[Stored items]
--
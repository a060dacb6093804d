use nalgebra::Vector3;

use skydash::components::runway_forward;
use skydash::resources::FlightPhase;

use crate::common::{assert_angles_within_limits, assert_vehicle_state_valid, TestAppBuilder};

#[test]
fn test_never_sinks_below_runway_during_taxi() {
    let mut app = TestAppBuilder::new().build();
    let resting = app.vehicle_state().spatial.position.y;

    app.edit_intent(|intent| intent.boost = true);

    // Full throttle with no rotation: the airplane must stay planted for
    // the whole roll.
    for _ in 0..600 {
        app.run_frame();
        let state = app.vehicle_state();
        assert_vehicle_state_valid(&state);
        assert!(
            state.spatial.position.y >= resting - 1e-9,
            "airplane sank below the runway at y={}",
            state.spatial.position.y
        );
    }
    assert_eq!(app.phase(), FlightPhase::Taxi);
}

#[test]
fn test_throttle_roll_and_release() {
    let mut app = TestAppBuilder::new().build();
    app.edit_intent(|intent| intent.boost = true);

    // Hold the throttle for three simulated seconds.
    app.run_steps(180);

    let state = app.vehicle_state();
    assert!(state.forward_speed() > 0.0);
    assert!(
        state.spatial.position.z < 0.0,
        "airplane did not move down the runway"
    );
    let speed_at_release = state.forward_speed();
    let z_at_release = state.spatial.position.z;

    // Releasing the throttle decelerates but never claws back displacement.
    app.edit_intent(|intent| intent.boost = false);
    let mut previous_z = z_at_release;
    for _ in 0..240 {
        app.run_frame();
        let state = app.vehicle_state();
        assert!(
            state.spatial.position.z <= previous_z + 1e-9,
            "forward displacement reversed"
        );
        assert!(state.forward_speed() >= 0.0);
        previous_z = state.spatial.position.z;
    }

    let state = app.vehicle_state();
    assert!(state.forward_speed() < speed_at_release);
    assert!(state.spatial.position.z <= z_at_release);
}

#[test]
fn test_stationary_without_throttle() {
    let mut app = TestAppBuilder::new().build();

    app.run_steps(120);

    let state = app.vehicle_state();
    assert_eq!(state.forward_speed(), 0.0);
    assert_eq!(state.spatial.position.z, 0.0);
}

#[test]
fn test_rotation_gated_on_airspeed() {
    let mut app = TestAppBuilder::new().build();
    app.edit_intent(|intent| {
        intent.boost = true;
        intent.pitch_up = true;
    });

    // Under half takeoff speed the elevator has no authority.
    app.run_steps(100);
    let state = app.vehicle_state();
    assert!(state.forward_speed() < 15.0);
    assert_eq!(state.pitch, 0.0);

    // Past the gate the nose comes up.
    app.run_steps(100);
    let state = app.vehicle_state();
    assert!(state.forward_speed() > 15.0);
    assert!(state.pitch > 0.0);
}

#[test]
fn test_takeoff_gate_requires_both_conditions() {
    let mut app = TestAppBuilder::new().build();

    // High enough but not far enough: must stay in Taxi.
    app.edit_vehicle_state(|state| {
        state.spatial.position = Vector3::new(0.0, 6.0, -40.0);
        state.spatial.velocity = runway_forward() * 20.0;
    });
    app.run_steps(2);
    assert_eq!(app.phase(), FlightPhase::Taxi);
}

#[test]
fn test_takeoff_gate_transitions_when_both_hold() {
    let mut app = TestAppBuilder::new().build();

    app.edit_vehicle_state(|state| {
        state.spatial.position = Vector3::new(0.0, 10.0, -60.0);
        state.spatial.velocity = runway_forward() * 20.0;
    });
    app.run_steps(2);
    assert_eq!(app.phase(), FlightPhase::Flight);
}

#[test]
fn test_full_takeoff_run() {
    let mut app = TestAppBuilder::new().build();
    app.edit_intent(|intent| {
        intent.boost = true;
        intent.pitch_up = true;
    });

    // Ten simulated seconds of full throttle with the stick held back is
    // plenty to rotate and climb through the gate.
    app.run_steps(600);

    assert_eq!(app.phase(), FlightPhase::Flight);
    let state = app.vehicle_state();
    let config = skydash::components::VehicleConfig::default();
    assert_angles_within_limits(&state, &config);
    assert!(state.spatial.altitude() > config.takeoff_gate_altitude);
}

#[test]
fn test_taxi_camera_hangs_behind() {
    let mut app = TestAppBuilder::new().build();
    app.edit_intent(|intent| intent.boost = true);
    app.run_steps(60);

    let state = app.vehicle_state();
    let camera = app.camera();
    let expected = state.spatial.position + camera.taxi_offset;
    assert_eq!(camera.position, expected);
    assert_eq!(camera.target, state.spatial.position);
}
--
| Task to complete |
Would you repeat each line above exactly as it stands?

| Answer to this exercise |
repository a060dacb6093804d
use nalgebra::Vector3;

use skydash::components::runway_forward;
use skydash::resources::FlightPhase;

use crate::common::{assert_angles_within_limits, assert_vehicle_state_valid, TestAppBuilder};

#[test]
fn test_never_sinks_below_runway_during_taxi() {
    let mut app = TestAppBuilder::new().build();
    let resting = app.vehicle_state().spatial.position.y;

    app.edit_intent(|intent| intent.boost = true);

    // Full throttle with no rotation: the airplane must stay planted for
    // the whole roll.
    for _ in 0..600 {
        app.run_frame();
        let state = app.vehicle_state();
        assert_vehicle_state_valid(&state);
        assert!(
            state.spatial.position.y >= resting - 1e-9,
            "airplane sank below the runway at y={}",
            state.spatial.position.y
        );
    }
    assert_eq!(app.phase(), FlightPhase::Taxi);
}

#[test]
fn test_throttle_roll_and_release() {
    let mut app = TestAppBuilder::new().build();
    app.edit_intent(|intent| intent.boost = true);

    // Hold the throttle for three simulated seconds.
    app.run_steps(180);

    let state = app.vehicle_state();
    assert!(state.forward_speed() > 0.0);
    assert!(
        state.spatial.position.z < 0.0,
        "airplane did not move down the runway"
    );
    let speed_at_release = state.forward_speed();
    let z_at_release = state.spatial.position.z;

    // Releasing the throttle decelerates but never claws back displacement.
    app.edit_intent(|intent| intent.boost = false);
    let mut previous_z = z_at_release;
    for _ in 0..240 {
        app.run_frame();
        let state = app.vehicle_state();
        assert!(
            state.spatial.position.z <= previous_z + 1e-9,
            "forward displacement reversed"
        );
        assert!(state.forward_speed() >= 0.0);
        previous_z = state.spatial.position.z;
    }

    let state = app.vehicle_state();
    assert!(state.forward_speed() < speed_at_release);
    assert!(state.spatial.position.z <= z_at_release);
}

#[test]
fn test_stationary_without_throttle() {
    let mut app = TestAppBuilder::new().build();

    app.run_steps(120);

    let state = app.vehicle_state();
    assert_eq!(state.forward_speed(), 0.0);
    assert_eq!(state.spatial.position.z, 0.0);
}

#[test]
fn test_rotation_gated_on_airspeed() {
    let mut app = TestAppBuilder::new().build();
    app.edit_intent(|intent| {
        intent.boost = true;
        intent.pitch_up = true;
    });

    // Under half takeoff speed the elevator has no authority.
    app.run_steps(100);
    let state = app.vehicle_state();
    assert!(state.forward_speed() < 15.0);
    assert_eq!(state.pitch, 0.0);

    // Past the gate the nose comes up.
    app.run_steps(100);
    let state = app.vehicle_state();
    assert!(state.forward_speed() > 15.0);
    assert!(state.pitch > 0.0);
}

#[test]
fn test_takeoff_gate_requires_both_conditions() {
    let mut app = TestAppBuilder::new().build();

    // High enough but not far enough: must stay in Taxi.
    app.edit_vehicle_state(|state| {
        state.spatial.position = Vector3::new(0.0, 6.0, -40.0);
        state.spatial.velocity = runway_forward() * 20.0;
    });
    app.run_steps(2);
    assert_eq!(app.phase(), FlightPhase::Taxi);
}

#[test]
fn test_takeoff_gate_transitions_when_both_hold() {
    let mut app = TestAppBuilder::new().build();

    app.edit_vehicle_state(|state| {
        state.spatial.position = Vector3::new(0.0, 10.0, -60.0);
        state.spatial.velocity = runway_forward() * 20.0;
    });
    app.run_steps(2);
    assert_eq!(app.phase(), FlightPhase::Flight);
}

#[test]
fn test_full_takeoff_run() {
    let mut app = TestAppBuilder::new().build();
    app.edit_intent(|intent| {
        intent.boost = true;
        intent.pitch_up = true;
    });

    // Ten simulated seconds of full throttle with the stick held back is
    // plenty to rotate and climb through the gate.
    app.run_steps(600);

    assert_eq!(app.phase(), FlightPhase::Flight);
    let state = app.vehicle_state();
    let config = skydash::components::VehicleConfig::default();
    assert_angles_within_limits(&state, &config);
    assert!(state.spatial.altitude() > config.takeoff_gate_altitude);
}

#[test]
fn test_taxi_camera_hangs_behind() {
    let mut app = TestAppBuilder::new().build();
    app.edit_intent(|intent| intent.boost = true);
    app.run_steps(60);

    let state = app.vehicle_state();
    let camera = app.camera();
    let expected = state.spatial.position + camera.taxi_offset;
    assert_eq!(camera.position, expected);
    assert_eq!(camera.target, state.spatial.position);
}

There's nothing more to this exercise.